So, what does this Turtonator have going for it? It is a Basic Pokémon with 130 HP, so it requires minimal deck space and effort to field, can function as your opener, AND still take a solid attack while doing it. Being a [R] Type helps against most [G] and [M] attackers, not that there are as many of those right now as expected. Fortunately, it also means access to a solid base of support, with Volcanion-EX and its “Steam Up” Ability proving the most important. Don’t forget that anti-[R] cards do exist, with Parallel City (used for its Bench-shrinking effect) possibly proving relevant. [W] Weakness isn’t good but there are worse ones to have right now, and while any Resistance is better than none, Resistance is only a small bonus even when present.

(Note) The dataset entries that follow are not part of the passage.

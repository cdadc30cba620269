use huddle_llm::{GeminiClient, GenerateRequest, GenerationOptions, GenerativeClient, GenerativeError, Turn};
use mockito::Matcher;
use serde_json::json;

fn client_for(server: &mockito::Server) -> GeminiClient {
    GeminiClient::new("test-key").unwrap().with_base_url(server.url())
}

#[tokio::test]
async fn test_generate_returns_candidate_text() {
    let mut server = mockito::Server::new_async().await;
    let mock = server
        .mock("POST", "/models/gemini-pro:generateContent")
        .match_header("x-goog-api-key", "test-key")
        .match_body(Matcher::PartialJson(json!({
            "contents": [{ "role": "user", "parts": [{ "text": "Hello" }] }]
        })))
        .with_status(200)
        .with_header("content-type", "application/json")
        .with_body(
            json!({
                "candidates": [{
                    "content": { "role": "model", "parts": [{ "text": "Hi " }, { "text": "there" }] },
                    "finishReason": "STOP"
                }],
                "usageMetadata": { "promptTokenCount": 3, "candidatesTokenCount": 2, "totalTokenCount": 5 }
            })
            .to_string(),
        )
        .create_async()
        .await;

    let response = client_for(&server)
        .generate(GenerateRequest::prompt("gemini-pro", "Hello"))
        .await
        .unwrap();

    assert_eq!(response.text, "Hi there");
    assert_eq!(response.finish_reason.as_deref(), Some("STOP"));
    assert_eq!(response.usage.unwrap().total_tokens, 5);
    mock.assert_async().await;
}

#[tokio::test]
async fn test_history_alternates_roles() {
    let mut server = mockito::Server::new_async().await;
    let mock = server
        .mock("POST", "/models/gemini-pro:generateContent")
        .match_body(Matcher::PartialJson(json!({
            "contents": [
                { "role": "user", "parts": [{ "text": "a\n\nb" }] },
                { "role": "model", "parts": [{ "text": "c" }] },
                { "role": "user", "parts": [{ "text": "d" }] }
            ],
            "generationConfig": { "topK": 40 }
        })))
        .with_status(200)
        .with_body(json!({ "candidates": [{ "content": { "parts": [{ "text": "ok" }] } }] }).to_string())
        .create_async()
        .await;

    let turns = vec![Turn::user("a"), Turn::user("b"), Turn::model("c"), Turn::user("d")];
    let request = GenerateRequest::new("gemini-pro", turns).with_options(GenerationOptions::chat_defaults());
    let response = client_for(&server).generate(request).await.unwrap();

    assert_eq!(response.text, "ok");
    mock.assert_async().await;
}

#[tokio::test]
async fn test_api_error_is_structured() {
    let mut server = mockito::Server::new_async().await;
    server
        .mock("POST", "/models/gemini-pro:generateContent")
        .with_status(403)
        .with_body(json!({ "error": { "code": 403, "message": "API key not valid" } }).to_string())
        .create_async()
        .await;

    let err = client_for(&server)
        .generate(GenerateRequest::prompt("gemini-pro", "Hello"))
        .await
        .unwrap_err();

    match err {
        GenerativeError::Api { status, message } => {
            assert_eq!(status, 403);
            assert_eq!(message, "API key not valid");
        }
        other => panic!("Expected Api error, got {:?}", other),
    }
}

#[tokio::test]
async fn test_blocked_prompt() {
    let mut server = mockito::Server::new_async().await;
    server
        .mock("POST", "/models/gemini-pro:generateContent")
        .with_status(200)
        .with_body(json!({ "promptFeedback": { "blockReason": "SAFETY" } }).to_string())
        .create_async()
        .await;

    let err = client_for(&server)
        .generate(GenerateRequest::prompt("gemini-pro", "something"))
        .await
        .unwrap_err();

    assert!(matches!(err, GenerativeError::Blocked(reason) if reason == "SAFETY"));
}

#[tokio::test]
async fn test_empty_candidates() {
    let mut server = mockito::Server::new_async().await;
    server
        .mock("POST", "/models/gemini-pro:generateContent")
        .with_status(200)
        .with_body(json!({ "candidates": [] }).to_string())
        .create_async()
        .await;

    let err = client_for(&server)
        .generate(GenerateRequest::prompt("gemini-pro", "Hello"))
        .await
        .unwrap_err();

    assert!(matches!(err, GenerativeError::EmptyResponse));
}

That massive [CCCC] Retreat Cost is painful, but perhaps not much worse than a [CCC] would be; both require roughly the same amount of compensation or resignation when building your deck, both have a small silver lining (stuff like Heavy Ball that is occasionally worth running). “Searing Flames” lets you attack for [R], so this card could be seen as fast; it only does 10 damage, but also Burns the opponent’s Active. Not bad for the Energy, as you’ll do an effective 30 damage to most targets. [RCCC] pays for “Steam Artillery” to do 100 damage; underpowered for four Energy, somewhat mitigated by a mostly [C] Energy cost and probable combo with Steam Up. Double Colorless Energy can speed this attack up, with Blacksmith, Max Elixir, etc. giving the potential to somewhat reliably pull this attack off ASAP. Choice Band plus two uses of Steam Up put a decent chunk of the metagame into OHKO range; if you can manage three or four Steam Up alongside Choice Band, you’re taking out almost everything in one hit.

Too bad backing a big, Basic Pokémon with Steam Up has better options. Not from the previously released Turtonator cards, which matters a little more than anything else as sharing a name means sharing the same maximum of four slots in a deck. Turtonator-GX has a suffix that makes the game treat it as something totally separate, but it isn’t anywhere near as heavily played as it once was, anyway. The real rival, seeing as Turtonator is not a Pokémon-GX, is Volcanion (XY – Black Star Promos XY145; XY – Steam Siege 25/114). This Volcanion is basically a better Turtonator; it can’t Burn and do 10 for [R], but it can do 20 and attach an [R] Energy from the discard pile to two different Benched Pokémon. If you do need to use it for a big hit, it also knows “Steam Artillery”, but needs [RRR] to do 100. If nothing else in your deck will use Double Colorless Energy well, then that pricing is better than Turtonator’s, otherwise, they are about even. There is one deck where you might prefer Turtonator to Volcanion, though, except it isn’t a proven deck: use Infernape (SM – Ultra Prism 23/156) as a Bench-sitter, maybe even alongside some Volcanion-EX, and you can not only boost the damage of Searing Flame with Steam Up, but Infernape has the Ability “Flaming Fighter”, which causes Burn to place six damage counters between turns instead of just two.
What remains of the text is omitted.